Nick counted the colors on his fingers. “Blue, yellow, brown, green, purple, orange, red. That’s seven. We ought to be able to work the flying spell.”
“I’m not sure I want to,” Marjorie told him. “This magic is tricky. Sometimes it works, and sometimes it doesn’t.”
“Did you try the flashlight today?” Nick asked.
“I left it in the living room.” Marjorie went to get the flashlight. She pushed the switch. “Now it’s working.”
“Maybe we ought to take the Halloween candle along, just in case,” Nick said.
Marjorie nodded. “We have to go back to the cave and look in Stella’s book. There must be a way to get the spell off the key.” She started loading the dishwasher.
Nick ran upstairs. Marjorie went down to the laundry room. She found the clothesline and wound it around the wooden spoon.
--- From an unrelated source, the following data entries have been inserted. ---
impl Reconciler {
    pub(crate) fn new(
        store: Arc<RwLock<JobStore>>,
        state: Arc<RwLock<SyncState>>,
        source: Arc<dyn SnapshotSource>,
        notices: broadcast::Sender<SyncNotice>,
        config: &SyncConfig,
        cancel: CancellationToken,
    ) -> Self {
        Self {
            store,
            state,
            source,
            notices,
            resume_policy: config.resume_policy,
            modes: HashMap::new(),
            poller: PollScheduler::new(config.poll_interval),
            awaiting_detail: HashSet::new(),
            detail_retries: PollScheduler::new(config.poll_interval),
            fetches: FuturesUnordered::new(),
            detail_in_flight: HashSet::new(),
            refetch_on_return: HashSet::new(),
            list_in_flight: false,
            relist: false,
            list_failed: false,
            list_retry_at: None,
            connection: ConnectionState::Disconnected,
            disconnected_since: Some(Instant::now()),
            resumed: false,
            cancel,
        }
    }

    /// Run until the cancellation token fires.
    pub(crate) async fn run(
        mut self,
        mut commands: mpsc::Receiver<Command>,
        mut subscriber: mpsc::Receiver<SubscriberEvent>,
    ) {
        let cancel = self.cancel.clone();
        tracing::info!("Reconciler started");
        self.request_list();

        loop {
            let resume_at = self.resume_deadline();
            let list_retry_at = self.list_retry_at;

            tokio::select! {
                biased;

                _ = cancel.cancelled() => break,
                Some(command) = commands.recv() => self.handle_command(command).await,
                Some(event) = subscriber.recv() => self.handle_subscriber_event(event).await,
                Some(fetched) = self.fetches.next() => self.handle_fetched(fetched).await,
                Some(job_id) = self.poller.next_due() => self.handle_poll_due(job_id),
                Some(job_id) = self.detail_retries.next_due() => {
                    if self.awaiting_detail.contains(&job_id) {
                        self.request_detail(job_id);
                    }
                }
                _ = sleep_until_opt(resume_at) => self.resume_polling().await,
                _ = sleep_until_opt(list_retry_at) => {
                    self.list_retry_at = None;
                    self.request_list();
                }
            }
        }

        tracing::info!(
            in_flight = self.fetches.len(),
            polling = self.poller.active_count(),
            "Reconciler stopped",
        );
        self.fetches.clear();
        self.poller.clear();
        self.detail_retries.clear();
    }

    async fn handle_command(&mut self, command: Command) {
        match command {
            Command::Refresh => self.request_list(),
            Command::Track(submitted) => {
                tracing::info!(job_id = %submitted.job_id, status = %submitted.status, "Tracking submitted job");
                self.apply(JobPatch::seed(submitted.job_id, submitted.status, Utc::now()))
                    .await;
            }
            Command::LoadDetail(job_id) => {
                self.request_detail(job_id);
            }
        }
    }

    async fn handle_subscriber_event(&mut self, event: SubscriberEvent) {
        match event {
            SubscriberEvent::State(state) => self.set_connection(state).await,
            SubscriberEvent::Update(update) => {
                let job_id = update.job_id.clone();
                self.apply(update.into()).await;
                if self.connection == ConnectionState::Connected {
                    self.confirm_push(&job_id).await;
                }
            }
        }
    }

    async fn set_connection(&mut self, state: ConnectionState) {
        if state == self.connection {
            return;
        }
        self.connection = state;
        self.state.write().await.connection = state;

        match state {
            ConnectionState::Connected => {
                self.disconnected_since = None;
                self.resumed = false;
                tracing::info!("Push channel connected, resynchronizing job list");
                self.request_list();
            }
            ConnectionState::Disconnected | ConnectionState::Connecting => {
                if self.disconnected_since.is_none() {
                    self.disconnected_since = Some(Instant::now());
                }
            }
        }

        let _ = self.notices.send(SyncNotice::ConnectionChanged { state });
    }

    async fn handle_fetched(&mut self, fetched: Fetched) {
        if self.cancel.is_cancelled() {
            return;
        }
        match fetched {
            Fetched::All(Ok(summaries)) => {
                self.list_in_flight = false;
                if self.list_failed {
                    self.list_failed = false;
                    tracing::info!("Job list available again");
                    let _ = self.notices.send(SyncNotice::ListRecovered);
                }

                let count = summaries.len();
                let mut changed = 0usize;
                for summary in summaries {
                    if self.apply(summary.into()).await.changed() {
                        changed += 1;
                    }
                }
                tracing::debug!(count, changed, "Job list merged");

                if std::mem::take(&mut self.relist) {
                    self.request_list();
                }
            }
            Fetched::All(Err(e)) => {
                self.list_in_flight = false;
                self.list_failed = true;
                tracing::warn!(error = %e, "Job list unavailable");
                let _ = self.notices.send(SyncNotice::ListUnavailable {
                    error: e.to_string(),
                });

                if std::mem::take(&mut self.relist) {
                    self.request_list();
                } else {
                    self.list_retry_at = Some(Instant::now() + self.poller.interval());
                }
            }
            Fetched::One { job_id, result } => {
                self.detail_in_flight.remove(&job_id);
                let refetch = self.refetch_on_return.remove(&job_id);
                match result {
                    Ok(detail) => {
                        self.apply(detail.into()).await;
                        if self.awaiting_detail.contains(&job_id) {
                            if refetch {
                                tracing::debug!(job_id = %job_id, "Detail predates finish, fetching again");
                                self.request_detail(job_id);
                            } else {
                                self.detail_retries.start(&job_id);
                            }
                        }
                    }
                    Err(e) if e.is_not_found() => {
                        tracing::warn!(job_id = %job_id, "Job not found, no longer polling it");
                        self.poller.stop(&job_id);
                        self.detail_retries.stop(&job_id);
                        self.awaiting_detail.remove(&job_id);
                        self.forget_mode(&job_id).await;
                        let _ = self.notices.send(SyncNotice::JobNotFound { job_id });
                    }
                    Err(e) => {
                        tracing::warn!(job_id = %job_id, error = %e, "Job detail fetch failed, will retry");
                        if self.awaiting_detail.contains(&job_id) {
                            self.detail_retries.start(&job_id);
                        }
                    }
                }
            }
        }
    }

    fn handle_poll_due(&mut self, job_id: JobId) {
        if self.modes.get(&job_id) != Some(&SyncMode::PollFallback) {
            return;
        }
        tracing::trace!(job_id = %job_id, "Poll timer fired");
        self.poller.start(&job_id);
        self.request_detail(job_id);
    }

    /// Merge one patch and update the job's mode accordingly.
    async fn apply(&mut self, patch: JobPatch) -> UpsertOutcome {
        let job_id = patch.id.clone();
        let origin = patch.origin;

        let (outcome, before, after) = {
            let mut store = self.store.write().await;
            if self.cancel.is_cancelled() {
                return UpsertOutcome::Unchanged;
            }
            let before = store.get(&job_id).map(|job| job.status);
            let outcome = store.upsert(patch);
            let after = store
                .get(&job_id)
                .map(|job| (job.status, job.detail_loaded));
            (outcome, before, after)
        };

        let Some((status, detail_loaded)) = after else {
            return outcome;
        };

        if status.is_terminal() {
            self.settle(&job_id).await;
            // Jobs first seen terminal in a list are loaded on demand only.
            let transitioned = before.map_or(
                matches!(origin, PatchOrigin::Push | PatchOrigin::Local),
                |s| !s.is_terminal(),
            );
            if detail_loaded {
                self.awaiting_detail.remove(&job_id);
                self.detail_retries.stop(&job_id);
            } else if outcome.changed() && transitioned {
                tracing::info!(job_id = %job_id, status = %status, "Job finished, fetching results");
                self.awaiting_detail.insert(job_id.clone());
                if !self.request_detail(job_id.clone()) {
                    self.refetch_on_return.insert(job_id);
                }
            }
        } else if !self.modes.contains_key(&job_id) {
            self.enter_poll_fallback(&job_id).await;
        }

        outcome
    }

    async fn confirm_push(&mut self, job_id: &str) {
        if self.modes.get(job_id) != Some(&SyncMode::PollFallback) {
            return;
        }
        self.poller.stop(job_id);
        self.set_mode(job_id, SyncMode::PushConfirmed).await;
        tracing::debug!(job_id, "Job confirmed on push channel, polling stopped");
    }

    async fn enter_poll_fallback(&mut self, job_id: &str) {
        self.set_mode(job_id, SyncMode::PollFallback).await;
        self.poller.start(job_id);
        tracing::debug!(job_id, "Job polling started");
    }

    async fn settle(&mut self, job_id: &str) {
        self.poller.stop(job_id);
        if self.modes.get(job_id) != Some(&SyncMode::Settled) {
            self.set_mode(job_id, SyncMode::Settled).await;
        }
    }

    async fn set_mode(&mut self, job_id: &str, mode: SyncMode) {
        self.modes.insert(job_id.to_string(), mode);
        self.state.write().await.modes.insert(job_id.to_string(), mode);
    }

    async fn forget_mode(&mut self, job_id: &str) {
        self.modes.remove(job_id);
        self.state.write().await.modes.remove(job_id);
    }

    fn request_list(&mut self) {
        if self.list_in_flight {
            self.relist = true;
            return;
        }
        self.list_in_flight = true;
        self.list_retry_at = None;

        let source = Arc::clone(&self.source);
        self.fetches
            .push(async move { Fetched::All(source.fetch_all().await) }.boxed());
    }

    /// Fetch one job's detail unless a fetch for it is already running.
    ///
    /// Returns `false` when an earlier fetch was still in flight.
    fn request_detail(&mut self, job_id: JobId) -> bool {
        if !self.detail_in_flight.insert(job_id.clone()) {
            tracing::trace!(job_id = %job_id, "Detail fetch already in flight");
            return false;
        }

        let source = Arc::clone(&self.source);
        self.fetches.push(
            async move {
                let result = source.fetch_one(&job_id).await;
                Fetched::One { job_id, result }
            }
            .boxed(),
        );
        true
    }

    /// When push-confirmed jobs should go back to polling, if ever.
    fn resume_deadline(&self) -> Option<Instant> {
        match self.resume_policy {
            ResumePolicy::After(after) if !self.resumed => {
                self.disconnected_since.map(|since| since + after)
            }
            _ => None,
        }
    }

    async fn resume_polling(&mut self) {
        self.resumed = true;

        let confirmed: Vec<JobId> = self
            .modes
            .iter()
            .filter(|(_, mode)| **mode == SyncMode::PushConfirmed)
            .map(|(job_id, _)| job_id.clone())
            .collect();
        if confirmed.is_empty() {
            return;
        }

        tracing::info!(jobs = confirmed.len(), "Push channel still down, resuming polling");
        for job_id in &confirmed {
            self.enter_poll_fallback(job_id).await;
        }
        let _ = self.notices.send(SyncNotice::PollingResumed {
            jobs: confirmed.len(),
        });
    }
}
As she came back up the stairs to the kitchen, Marjorie heard Nick laughing. She couldn’t see her brother, but there was an open book on the kitchen table. One of the pages turned over. Nick started to giggle.
“That must be the one about the ostrich,” Marjorie said. “Come on, Nick. Let’s go to the park. You can read riddles some other time.”
The sun flickered through the leaves as the two children climbed the old beech tree. Marjorie went first. When she came to the hole in the tree, she tied one end of the clothesline to a branch and unwound the rest of it from the spoon. “Nick, where are you?”
“Here,” Nick said. “Take the key, Marge.” He hung it around her neck. At once Marjorie could see him. “Now I can go down the rope without you kicking me in the head,” he told her.
Nick grabbed the clothesline and let himself down into the hole. Marjorie clicked on her flashlight and came after him.
At the bottom of the rope they stepped down into the hollow in the roots of the tree. Marjorie took the key off her neck and tied it to the wooden spoon. As soon as she let go, the key vanished, but Marjorie knew just where it was. She touched it with one finger and the key appeared.
Nick stared at her. “What’s going on, Marge? Now I see you. Now I don’t.”
Marjorie told him what she had done. “This way we can both see each other. That will make it easier to do magic.”
She looked for the door in the roots of the tree. It was wide open. “Nick,” Marjorie whispered, “I’m sure I closed it!”
Nick turned to grab the rope. “Stella must have come back. We’d better get out of here.”
At that moment a raspy voice came from the other side of the door. “I was wondering when you two would get here. Come on in.”
Marjorie’s heart seemed to stop beating. “We’d better do as she says, Nick. She might do something awful to us if we don’t.”
Marjorie stepped through the doorway. Nick let go of the rope and followed her into the witch’s cave.